Montana sunrise will be 8:11 am; sunset 4:44 pm; length of day 8 hours 33 minutes; night 15 hours 27 minutes
The sun’s steady disappearance from our world will make a turnaround. This is worth celebrating, marking in some way big or small. I plan to work in my greenhouse, perhaps put some seeds into pots and onto a germinating heat mat (that we have yet to dig out of whatever clever storage site we found for it). Maybe you can start a jar of alfalfa sprouts. 😉
The South Pole is leaning as far towards the sun as it will until this time next year.
I have been looking forward to the end of the shorter-and-shorter days cycle and beginning of the longer-and-longer days – I have a warm relationship with our sun… and daylight.
The obfuscators like to considered this day as The First Day of Winter in the northern hemisphere. As if some small print they place on our calendars can and should control our thinking. Don’t be misled. Find some way to celebrate The Winter Solstice.
Take a look at sunrise and sunset for the next few days. Note where they strike your house, where they shine in the windows, what areas of your yard get the most southern warming exposure.
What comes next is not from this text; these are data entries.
use std::sync::Arc;

use async_trait::async_trait;
use chrono::Utc;
use diesel::prelude::*;
use diesel::SqliteConnection;

use pmajay_core::audit::NewAuditLog;
use pmajay_core::projects::{
    Project, ProjectFilter, ProjectRecord, ProjectRepositoryTrait, ProjectSummary,
};
use pmajay_core::Result;

use super::model::{into_summary, NewProjectDB, ProjectDB};
use crate::audit::insert_audit_log;
use crate::db::{get_connection, DbPool, WriteHandle};
use crate::errors::IntoCore;
use crate::schema::{projects, states};

pub struct ProjectRepository {
    pool: Arc<DbPool>,
    writer: WriteHandle,
}

impl ProjectRepository {
    pub fn new(pool: Arc<DbPool>, writer: WriteHandle) -> Self {
        ProjectRepository { pool, writer }
    }
}

#[async_trait]
impl ProjectRepositoryTrait for ProjectRepository {
    fn list_projects(&self, filter: &ProjectFilter) -> Result<Vec<ProjectSummary>> {
        let mut conn = get_connection(&self.pool)?;
        let mut query = projects::table
            .inner_join(states::table)
            .select((ProjectDB::as_select(), states::name, states::code))
            .into_boxed();
        if let Some(state_id) = filter.state_id {
            query = query.filter(projects::state_id.eq(state_id));
        }
        if let Some(component) = &filter.component {
            query = query.filter(projects::component.eq(component.clone()));
        }
        if let Some(status) = &filter.status {
            query = query.filter(projects::status.eq(status.clone()));
        }
        let rows = query
            .order((projects::created_at.desc(), projects::id.desc()))
            .load::<(ProjectDB, String, String)>(&mut conn)
            .into_core()?;
        Ok(rows.into_iter().map(into_summary).collect())
    }

    fn get_project(&self, project_id: i32) -> Result<Option<ProjectSummary>> {
        let mut conn = get_connection(&self.pool)?;
        let row = projects::table
            .inner_join(states::table)
            .filter(projects::id.eq(project_id))
            .select((ProjectDB::as_select(), states::name, states::code))
            .first::<(ProjectDB, String, String)>(&mut conn)
            .optional()
            .into_core()?;
        Ok(row.map(into_summary))
    }

    fn list_projects_by_state(&self, state_id: i32) -> Result<Vec<Project>> {
        let mut conn = get_connection(&self.pool)?;
        let rows = projects::table
            .filter(projects::state_id.eq(state_id))
            .order((projects::updated_at.desc(), projects::id.desc()))
            .select(ProjectDB::as_select())
            .load::<ProjectDB>(&mut conn)
            .into_core()?;
        Ok(rows.into_iter().map(Project::from).collect())
    }

    fn list_mapped_projects(&self) -> Result<Vec<ProjectSummary>> {
        let mut conn = get_connection(&self.pool)?;
        let rows = projects::table
            .inner_join(states::table)
            .filter(projects::latitude.is_not_null())
            .filter(projects::longitude.is_not_null())
            .order((projects::created_at.desc(), projects::id.desc()))
            .select((ProjectDB::as_select(), states::name, states::code))
            .load::<(ProjectDB, String, String)>(&mut conn)
            .into_core()?;
        Ok(rows.into_iter().map(into_summary).collect())
    }

    async fn insert_project(&self, record: ProjectRecord) -> Result<Project> {
        self.writer
            .exec(move |conn: &mut SqliteConnection| -> Result<Project> {
                let row = NewProjectDB::try_from(record)?;
                let created = diesel::insert_into(projects::table)
                    .values(row)
                    .returning(ProjectDB::as_returning())
                    .get_result(conn)
                    .into_core()?;
                Ok(Project::from(created))
            })
            .await
    }

    async fn update_progress(
        &self,
        project_id: i32,
        progress_percent: i32,
        audit: NewAuditLog,
    ) -> Result<usize> {
        self.writer
            .exec(move |conn: &mut SqliteConnection| -> Result<usize> {
                let touched = diesel::update(projects::table.find(project_id))
                    .set((
                        projects::progress_percent.eq(progress_percent),
                        projects::updated_at.eq(Utc::now().naive_utc()),
                    ))
                    .execute(conn)
                    .into_core()?;
                if touched > 0 {
                    insert_audit_log(conn, audit)?;
                }
                Ok(touched)
            })
            .await
    }
}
From now to June, those points will gradually move north before the Summer Solstice marks the next turnaround.
As long as people have paid attention to their physical world in an organized fashion, there have been a multitude of Winter Solstice celebrations in all cultures. It is noteworthy in many ways and helps tie the seasons together.
This is one day of the year that no political or religious calendar can change.
It simply and irrefutably just IS.
It’s kind of nice to have something that solid come along every now and then.